Corinne Menegaux – Je rêverais que Paris soit plus « friendly » avec les voyageurs business. Ce qui n’est pas facile, je vous l’accorde, mais on peut quand même essayer. L’enjeu est de leur faire gagner du temps et de gommer certains irritants sur leur parcours. Il y a sans doute des programmes de fidélité ou autres à imaginer pour leur donner des accès plus rapides en transport à la capitale, une file de taxi dédiée, un passage de douane plus simple. Concernant les transports, on travaille beaucoup avec Ile-de-France Mobilités pour faire remonter certains sujets, ce qui est notre rôle en tant qu’office de tourisme. Par exemple, un billet de RER pour Villepinte Ville n’est pas au même prix que pour Villepinte Parc des expositions. Je défie un visiteur étranger de le savoir. Il faudrait qu’il y ait une solution, un passe ou autre, pour les touristes n’aient pas à se poser de questions.

Quels autres irritants souhaiteriez-vous gommer ?

Corinne Menegaux – Parmi ceux-ci, il y a aussi le sujet de la billetterie dans les musées où, pourquoi pas, des billets coupe file pourraient être envisagés. Aujourd’hui, pour une exposition, vous êtes obligés de réserver vos créneaux bien à l’avance. Mais, pour un voyageur d’affaires qui ne maîtrise pas son agenda, dont une réunion peut être annulée au dernier moment, il est quasi impossible de profiter de ce temps soudain libéré. Or, ces activités culturelles sont une des vitrines de Paris à l’étranger. Nous avons d’ailleurs commencé à éditer tous les mois un best of des activités du mois, liste qui est communiquée aux salons et aux parcs des expositions, et par ce biais aux congressistes qui peuvent ainsi voir ce qu’il y a à faire à Paris quand vous allez venir dans 15 jours.

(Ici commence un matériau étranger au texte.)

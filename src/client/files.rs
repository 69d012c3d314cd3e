//! File attachment upload and download

use super::{decode, read_json, take_field, write_result, KintoneClient, FILE_PATH};
use crate::error::{Error, Result};
use crate::http::RequestConfig;
use bytes::Bytes;
use reqwest::multipart::{Form, Part};
use std::path::PathBuf;
use tracing::debug;

/// Where the bytes of an upload come from
#[derive(Debug, Clone, PartialEq, Eq)]
pub enum FileSource {
    /// A local file
    Path(PathBuf),
    /// Bytes already in memory
    Bytes {
        /// File name sent to Kintone
        file_name: String,
        /// MIME type; guessed from the file name when absent
        content_type: Option<String>,
        /// File content
        content: Vec<u8>,
    },
    /// A remote file fetched before uploading
    Url(String),
}

/// A file loaded into memory, ready to be sent
struct LoadedFile {
    file_name: String,
    content_type: String,
    content: Vec<u8>,
}

fn guess_content_type(file_name: &str) -> String {
    mime_guess::from_path(file_name)
        .first_or_octet_stream()
        .to_string()
}

impl KintoneClient {
    /// Upload a file and return the file key to reference it from a record
    pub async fn upload_file(&self, source: FileSource) -> Result<String> {
        self.app_id()?;
        let file = self.load_source(source).await?;
        debug!(
            "Uploading {} ({}, {} bytes)",
            file.file_name,
            file.content_type,
            file.content.len()
        );

        let part = Part::bytes(file.content)
            .file_name(file.file_name)
            .mime_str(&file.content_type)?;
        let form = Form::new().part("file", part);

        let response = self
            .http
            .post_with_config(FILE_PATH, RequestConfig::new().multipart(form))
            .await?;
        decode(take_field(write_result(response).await?, "fileKey")?)
    }

    /// Download an attached file by its file key
    pub async fn download_file(&self, file_key: &str) -> Result<Bytes> {
        self.app_id()?;
        let response = self
            .http
            .get_with_config(FILE_PATH, RequestConfig::new().query("fileKey", file_key))
            .await?;

        if !response.status().is_success() {
            let (status, body) = read_json(response).await?;
            return Err(Error::from_read_body(status, &body));
        }
        Ok(response.bytes().await?)
    }

    async fn load_source(&self, source: FileSource) -> Result<LoadedFile> {
        match source {
            FileSource::Path(path) => {
                let content = tokio::fs::read(&path).await.map_err(|e| {
                    if e.kind() == std::io::ErrorKind::NotFound {
                        Error::FileNotFound {
                            path: path.display().to_string(),
                        }
                    } else {
                        Error::Io(e)
                    }
                })?;
                let file_name = path
                    .file_name()
                    .and_then(|n| n.to_str())
                    .unwrap_or("file")
                    .to_string();
                Ok(LoadedFile {
                    content_type: guess_content_type(&file_name),
                    file_name,
                    content,
                })
            }

            FileSource::Bytes {
                file_name,
                content_type,
                content,
            } => Ok(LoadedFile {
                content_type: content_type.unwrap_or_else(|| guess_content_type(&file_name)),
                file_name,
                content,
            }),

            FileSource::Url(url) => {
                let parsed = url::Url::parse(&url)?;
                let file_name = parsed
                    .path_segments()
                    .and_then(|mut segments| segments.next_back())
                    .filter(|s| !s.is_empty())
                    .unwrap_or("file")
                    .to_string();

                // Fetched without Kintone credentials
                let response = self.http.inner().get(parsed).send().await?;
                let status = response.status();
                if !status.is_success() {
                    let body = response.text().await?;
                    return Err(Error::http_status(status.as_u16(), body));
                }
                let content_type = response
                    .headers()
                    .get(reqwest::header::CONTENT_TYPE)
                    .and_then(|v| v.to_str().ok())
                    .map_or_else(|| guess_content_type(&file_name), str::to_string);
                let content = response.bytes().await?.to_vec();

                Ok(LoadedFile {
                    file_name,
                    content_type,
                    content,
                })
            }
        }
    }
}
//! Tests for the auth module

use super::*;
use crate::error::Error;
use base64::Engine;
use reqwest::header::AUTHORIZATION;

fn decode(value: &str) -> String {
    let decoded = base64::engine::general_purpose::STANDARD
        .decode(value)
        .unwrap();
    String::from_utf8(decoded).unwrap()
}

fn header<'a>(headers: &'a reqwest::header::HeaderMap, name: &str) -> Option<&'a str> {
    headers.get(name).map(|v| v.to_str().unwrap())
}

#[test]
fn test_api_token_header() {
    let creds = Credentials::new("example.cybozu.com", "1").api_token("token-123");
    let headers = auth_headers(&creds).unwrap();

    assert_eq!(header(&headers, API_TOKEN_HEADER), Some("token-123"));
    assert!(headers.get(PASSWORD_AUTH_HEADER).is_none());
    assert!(headers.get(AUTHORIZATION).is_none());
}

#[test]
fn test_password_header() {
    let creds = Credentials::new("example.cybozu.com", "1").password_auth("alice", "p@ss");
    let headers = auth_headers(&creds).unwrap();

    let value = header(&headers, PASSWORD_AUTH_HEADER).unwrap();
    assert_eq!(decode(value), "alice:p@ss");
    assert!(headers.get(API_TOKEN_HEADER).is_none());
}

#[test]
fn test_password_wins_over_token() {
    let creds = Credentials::new("example.cybozu.com", "1")
        .api_token("token-123")
        .password_auth("alice", "secret");
    let headers = auth_headers(&creds).unwrap();

    assert!(headers.get(PASSWORD_AUTH_HEADER).is_some());
    assert!(headers.get(API_TOKEN_HEADER).is_none());
}

#[test]
fn test_basic_auth_is_additive() {
    let creds = Credentials::new("example.cybozu.com", "1")
        .api_token("token-123")
        .basic_auth("proxy-user", "proxy-pass");
    let headers = auth_headers(&creds).unwrap();

    assert_eq!(header(&headers, API_TOKEN_HEADER), Some("token-123"));
    let basic = header(&headers, "Authorization").unwrap();
    let encoded = basic.strip_prefix("Basic ").unwrap();
    assert_eq!(decode(encoded), "proxy-user:proxy-pass");
}

#[test]
fn test_basic_auth_needs_both_halves() {
    let mut creds = Credentials::new("example.cybozu.com", "1").api_token("token-123");
    creds.basic_auth_user = Some("proxy-user".to_string());
    creds.basic_auth_password = Some(String::new());
    let headers = auth_headers(&creds).unwrap();

    assert!(headers.get(AUTHORIZATION).is_none());
}

#[test]
fn test_missing_credentials() {
    let creds = Credentials::new("example.cybozu.com", "1");
    let err = auth_headers(&creds).unwrap_err();
    assert!(matches!(err, Error::Auth { .. }));

    // Basic auth alone is not enough
    let creds = Credentials::new("example.cybozu.com", "1").basic_auth("u", "p");
    assert!(matches!(auth_headers(&creds), Err(Error::Auth { .. })));

    // Login without password is not enough
    let mut creds = Credentials::new("example.cybozu.com", "1");
    creds.login_name = Some("alice".to_string());
    assert!(matches!(auth_headers(&creds), Err(Error::Auth { .. })));
}

#[test]
fn test_invalid_header_value() {
    let creds = Credentials::new("example.cybozu.com", "1").api_token("bad\ntoken");
    assert!(matches!(auth_headers(&creds), Err(Error::Auth { .. })));
}

#[test]
fn test_authenticator_apply() {
    let creds = Credentials::new("example.cybozu.com", "1")
        .password_auth("alice", "secret")
        .basic_auth("u", "p");
    let auth = Authenticator::new(&creds).unwrap();

    let client = reqwest::Client::new();
    let req = auth.apply(client.get("https://example.com/k/v1/form.json"));
    let built = req.build().unwrap();

    assert!(built.headers().get(PASSWORD_AUTH_HEADER).is_some());
    assert!(built
        .headers()
        .get("Authorization")
        .unwrap()
        .to_str()
        .unwrap()
        .starts_with("Basic "));
}

#[test]
fn test_authenticator_debug_hides_values() {
    let creds = Credentials::new("example.cybozu.com", "1").api_token("token-123");
    let auth = Authenticator::new(&creds).unwrap();
    let debug = format!("{auth:?}");
    assert!(debug.contains("x-cybozu-api-token"));
    assert!(!debug.contains("token-123"));
}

Au final, par-delà ses défauts, Paris reste toujours Paris, une métropole toujours aussi attractive.

Corinne Menegaux – Il est toujours bien de faire mieux, d’être plus attractif, plus hospitalier. Mais on peut voir qu’après des moments difficiles, le momentum est assez bon depuis la réouverture des frontières. Paris ne s’est pas arrêté de travailler, alors que, quand on regarde New York aujourd’hui, on y ressent moins d’effervescence. Sur la 5e Avenue, la moitié des boutiques sont vides, alors, grâce aux aides, peu de commerces fermés à Paris. La reprise a été plus rapide. La pandémie a même apporté quelques sujets de vie intéressants, quand on voit tous ces gens en terrasse quand on se balade, ce qui n’était pas le cas il y a cinq-six ans. Paris est dans une vraie dynamique.